Choosing the best “Rube Goldberg Machine” built by local high school students at the Chain Reaction Contraption Contest at Carnegie Science Center was not easy, but Davison’s VP of Design, Pete, and designer, Clay, were up to the task. They chose the “Gator Vendomator” created by a team from Gateway High School to win the “What Will You Create?” award sponsored by Davison. The contraption made change for a dollar bill in 22 steps using a series of levers.
“It was a really neat machine, with a lot of complicated mechanisms,” said Pete. “If they could automatically reset it, people would be putting dollars into it all day long.”
For winning the award, the winning team and their honors physics classmates were given a tour of Davison’s unique design facility, Inventionland. Gifted coordinator, Jim, thought it was “a once in a lifetime experience” for his students, who “like to think outside the box,” to see how engineering and creativity go hand in hand.

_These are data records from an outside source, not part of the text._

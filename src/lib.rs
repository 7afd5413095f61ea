//! # panoview
//!
//! An async Rust library for discovering and reconstructing street-level
//! panoramas.
//!
//! This library provides:
//! - Discovery of panorama IDs near a GPS coordinate, including historical
//!   captures, by scraping the provider's undocumented search endpoints
//! - Reconciliation of capture dates with the discovered records
//! - Tile-grid planning, concurrent tile download, and stitching into one
//!   equirectangular composite image
//! - Flat (bounded field-of-view) images via the official keyed endpoint
//!
//! ## Example
//!
//! ```no_run
//! use panoview::PanoView;
//! use std::path::Path;
//!
//! #[tokio::main]
//! async fn main() -> Result<(), Box<dyn std::error::Error>> {
//!     let client = PanoView::new();
//!
//!     // Resolve a coordinate to nearby panoramas, oldest capture first
//!     let records = client.search_panoramas(48.8584, 2.2945).await;
//!     let record = records.first().expect("no imagery nearby");
//!
//!     // Fetch and stitch the full tile grid
//!     let path = client
//!         .download_panorama(
//!             &record.pano_id,
//!             5,
//!             Path::new("scratch"),
//!             Path::new("panoramas"),
//!             &Default::default(),
//!         )
//!         .await?;
//!     println!("saved {}", path.display());
//!     Ok(())
//! }
//! ```

mod error;
mod fetch;
mod flat;
mod metadata;
mod search;
mod stitch;
mod tiles;
mod types;
pub mod geo;
pub mod parse;

pub use error::{PanoViewError, Result};
pub use fetch::{fetch_tiles, FetchOptions};
pub use flat::{fetch_flat, fetch_flat_quad, FlatOptions, QUAD_HEADINGS};
pub use search::{callback_token, discovery_url, DiscoveryQuery, DEFAULT_RADIUS};
pub use stitch::{delete_tiles, stitch_tiles, StitchOptions};
pub use tiles::{plan_tiles, TileHost, GRID_ROWS, TILE_EDGE};
pub use types::{
    CaptureDate, GridConfig, ImageFormat, Location, MetaData, PanoramaRecord, TileDescriptor,
};

use reqwest::Client;
use std::path::{Path, PathBuf};
use std::time::Duration;

/// Default per-request timeout; a hung socket must not stall the pipeline.
const DEFAULT_TIMEOUT: Duration = Duration::from_secs(30);

/// Options for the plan → fetch → stitch → cleanup pipeline.
#[derive(Debug, Clone, Default)]
pub struct PipelineOptions {
    /// Tile host to plan against
    pub host: TileHost,
    /// Retry and concurrency policy for the download stage
    pub fetch: FetchOptions,
    /// Output settings for the stitch stage
    pub stitch: StitchOptions,
}

/// Main client for panorama discovery and reconstruction.
///
/// Holds a reusable HTTP client for connection pooling, the optional API key
/// for the official endpoints, and the tile-grid configuration.
#[derive(Clone)]
pub struct PanoView {
    client: Client,
    api_key: Option<String>,
    grid: GridConfig,
}

fn default_client() -> Client {
    Client::builder()
        .timeout(DEFAULT_TIMEOUT)
        .build()
        .unwrap_or_default()
}

impl PanoView {
    /// Creates a new client without an API key.
    ///
    /// Sufficient for discovery and tile download, which use undocumented
    /// endpoints. An API key is only needed for the official flat-image and
    /// metadata calls.
    pub fn new() -> Self {
        Self {
            client: default_client(),
            api_key: None,
            grid: GridConfig::default(),
        }
    }

    /// Creates a new client with an API key for the official endpoints.
    pub fn with_api_key(api_key: impl Into<String>) -> Self {
        Self {
            client: default_client(),
            api_key: Some(api_key.into()),
            grid: GridConfig::default(),
        }
    }

    /// Creates a new client around a custom `reqwest::Client`.
    ///
    /// Use this to configure proxies, custom timeouts, or headers.
    pub fn with_client(client: Client) -> Self {
        Self {
            client,
            api_key: None,
            grid: GridConfig::default(),
        }
    }

    /// Overrides the tile-grid configuration.
    ///
    /// ```
    /// use panoview::{GridConfig, PanoView};
    /// let client = PanoView::new().with_grid(GridConfig { columns: 25 });
    /// ```
    pub fn with_grid(mut self, grid: GridConfig) -> Self {
        self.grid = grid;
        self
    }

    /// Search for panoramas near a GPS coordinate.
    ///
    /// Returns all discovered records within the default radius, deduplicated
    /// and sorted ascending by capture date with undated records last. A
    /// transport failure or unusable response yields an empty list, never an
    /// error; this path is not retried.
    pub async fn search_panoramas(&self, lat: f64, lon: f64) -> Vec<PanoramaRecord> {
        search::search_panoramas(&self.client, lat, lon, DEFAULT_RADIUS, false).await
    }

    /// Search for panoramas with an explicit radius (meters).
    ///
    /// With `closest` set, only as many leading records are returned as the
    /// response carried capture dates — the provider's convention for
    /// "genuinely distinct visits at the nearest spot".
    pub async fn search_panoramas_with(
        &self,
        lat: f64,
        lon: f64,
        radius: u32,
        closest: bool,
    ) -> Vec<PanoramaRecord> {
        search::search_panoramas(&self.client, lat, lon, radius, closest).await
    }

    /// Search for panoramas through the satellite-tile fallback endpoint.
    ///
    /// The coordinate is projected to tile indices at zoom 17 and the
    /// response is parsed with the looser record shape (no orientation data).
    pub async fn search_panoramas_satellite(&self, lat: f64, lon: f64) -> Vec<PanoramaRecord> {
        search::search_panoramas_satellite(&self.client, lat, lon, false).await
    }

    /// Fetch the raw body of a discovery query without parsing it.
    pub async fn fetch_discovery_raw(&self, query: &DiscoveryQuery<'_>) -> Result<String> {
        search::fetch_discovery_raw(&self.client, query).await
    }

    /// Parse panorama records out of a discovery response obtained elsewhere.
    ///
    /// Applies the loose record shape with the same dedupe, date
    /// reconciliation, and ordering as a live search.
    pub fn records_from_response(&self, text: &str, closest: bool) -> Vec<PanoramaRecord> {
        parse::parse_discovery_response_loose(text, closest)
    }

    /// Plan the tile grid for a panorama on the primary tile host.
    pub fn plan_tiles(&self, pano_id: &str, zoom: u8) -> Vec<TileDescriptor> {
        tiles::plan_tiles(pano_id, zoom, &self.grid, TileHost::Primary)
    }

    /// Plan the tile grid on an explicitly chosen host.
    ///
    /// Switch to [`TileHost::Alternate`] when the primary host serves error
    /// tiles for a panorama.
    pub fn plan_tiles_on(&self, pano_id: &str, zoom: u8, host: TileHost) -> Vec<TileDescriptor> {
        tiles::plan_tiles(pano_id, zoom, &self.grid, host)
    }

    /// Download a set of planned tiles into a scratch directory.
    pub async fn download_tiles(
        &self,
        tiles: &[TileDescriptor],
        scratch_dir: &Path,
        opts: &FetchOptions,
    ) -> Result<()> {
        fetch::fetch_tiles(&self.client, tiles, scratch_dir, opts).await
    }

    /// Run the full pipeline: plan, fetch, stitch, clean up.
    ///
    /// The scratch tiles are removed whether or not stitching succeeds; the
    /// composite lands in `output_dir` and its path is returned.
    ///
    /// ```no_run
    /// # use panoview::PanoView;
    /// # use std::path::Path;
    /// # #[tokio::main]
    /// # async fn main() -> Result<(), Box<dyn std::error::Error>> {
    /// let client = PanoView::new();
    /// let records = client.search_panoramas(41.8982208, 12.4764804).await;
    /// let path = client
    ///     .download_panorama(
    ///         &records[0].pano_id,
    ///         5,
    ///         Path::new("scratch"),
    ///         Path::new("panoramas"),
    ///         &Default::default(),
    ///     )
    ///     .await?;
    /// # Ok(())
    /// # }
    /// ```
    pub async fn download_panorama(
        &self,
        pano_id: &str,
        zoom: u8,
        scratch_dir: &Path,
        output_dir: &Path,
        opts: &PipelineOptions,
    ) -> Result<PathBuf> {
        let tiles = tiles::plan_tiles(pano_id, zoom, &self.grid, opts.host);
        let fetched = fetch::fetch_tiles(&self.client, &tiles, scratch_dir, &opts.fetch).await;
        let result = match fetched {
            Ok(()) => stitch::stitch_tiles(pano_id, &tiles, scratch_dir, output_dir, &opts.stitch),
            Err(e) => Err(e),
        };
        stitch::delete_tiles(&tiles, scratch_dir);
        result
    }

    /// Fetch a flat image via the official keyed endpoint.
    ///
    /// Requires an API key. Returns `Ok(None)` when the endpoint answers with
    /// a payload that is not a decodable image.
    pub async fn fetch_flat(
        &self,
        pano_id: &str,
        heading: u16,
        out_dir: &Path,
        opts: &FlatOptions,
    ) -> Result<Option<PathBuf>> {
        let api_key = self.api_key.as_ref().ok_or(PanoViewError::MissingApiKey)?;
        flat::fetch_flat(&self.client, pano_id, heading, out_dir, api_key, opts).await
    }

    /// Fetch flat images for the four canonical headings (0/90/180/270).
    pub async fn fetch_flat_quad(
        &self,
        pano_id: &str,
        out_dir: &Path,
        opts: &FlatOptions,
    ) -> Result<Vec<Option<PathBuf>>> {
        let api_key = self.api_key.as_ref().ok_or(PanoViewError::MissingApiKey)?;
        flat::fetch_flat_quad(&self.client, pano_id, out_dir, api_key, opts).await
    }

    /// Get official metadata for a panorama. Requires an API key.
    pub async fn panorama_metadata(&self, pano_id: &str) -> Result<MetaData> {
        let api_key = self.api_key.as_ref().ok_or(PanoViewError::MissingApiKey)?;
        metadata::get_panorama_meta(&self.client, pano_id, api_key).await
    }
}

impl Default for PanoView {
    fn default() -> Self {
        Self::new()
    }
}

“This is a perfect example of engineering and creativity coming together; I’ve always encouraged that.”
The teacher was hoping his students would be inspired by the visit to pursue their interests in the field of engineering and science; he also thought seeing that they don’t necessarily have to work in a dull office would encourage them.
“Students associate engineering with sitting in an office doing boring work; seeing a place that looks like this can alter their perception,” said Jim. “And having a place like this in Pittsburgh – it’s a treasure, and it’s appropriate because of Pittsburgh’s history of inventing.”
Several students in the class are interested in engineering and “a number of them are just extremely creative. They tend to attack a problem from a different level,” said Lynn, gifted coordinator.
“When we opened up the tour many of them jumped at the chance to come. Having these opportunities out there in the work force, not just the standard engineering job, is inspiring for them — especially in Western Pennsylvania,” she continued. “To have it so close to home and to have the opportunity to see it is an inspiration for the kids to pursue something like this.”
Pete is looking forward to seeing more inventive creations and “chain reaction contraptions” at the next Carnegie Science Center competition — It’s a tough job, but somebody’s got to do it.
“It’s really neat to see the inventions of young people. There was a lot of competition this year,” Pete said. “Every year it gets better and better.”